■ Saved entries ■
*** Block opens ***
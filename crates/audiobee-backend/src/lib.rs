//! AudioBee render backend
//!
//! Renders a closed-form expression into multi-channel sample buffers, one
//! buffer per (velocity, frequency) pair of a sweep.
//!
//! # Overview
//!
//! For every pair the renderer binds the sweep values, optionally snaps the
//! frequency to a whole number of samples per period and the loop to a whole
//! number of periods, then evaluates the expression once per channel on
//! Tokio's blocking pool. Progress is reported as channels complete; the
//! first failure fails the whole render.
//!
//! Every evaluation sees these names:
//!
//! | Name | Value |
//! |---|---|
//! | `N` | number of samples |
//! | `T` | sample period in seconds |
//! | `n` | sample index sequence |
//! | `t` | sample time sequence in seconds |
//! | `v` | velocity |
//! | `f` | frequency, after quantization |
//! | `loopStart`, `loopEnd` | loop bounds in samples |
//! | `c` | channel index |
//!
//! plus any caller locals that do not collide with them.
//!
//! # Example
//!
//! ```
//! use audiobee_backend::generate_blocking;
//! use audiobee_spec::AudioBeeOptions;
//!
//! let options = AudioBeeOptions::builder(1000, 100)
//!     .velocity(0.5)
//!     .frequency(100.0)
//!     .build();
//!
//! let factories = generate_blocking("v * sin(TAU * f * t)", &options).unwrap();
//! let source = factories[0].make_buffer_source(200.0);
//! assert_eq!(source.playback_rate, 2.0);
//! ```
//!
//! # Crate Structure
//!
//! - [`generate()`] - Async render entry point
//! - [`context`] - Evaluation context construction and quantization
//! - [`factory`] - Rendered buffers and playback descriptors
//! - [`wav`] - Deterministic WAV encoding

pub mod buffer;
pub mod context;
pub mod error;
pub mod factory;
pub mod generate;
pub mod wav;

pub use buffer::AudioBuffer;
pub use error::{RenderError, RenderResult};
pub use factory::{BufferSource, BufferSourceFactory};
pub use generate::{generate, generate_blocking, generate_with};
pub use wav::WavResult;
*** Block closes ***
■ TASK TO CARRY OUT ■
Tally the lines of the entries above that hold the word "seconds"; the number is the whole answer.

■ SOLUTION TO THIS TASK ■
2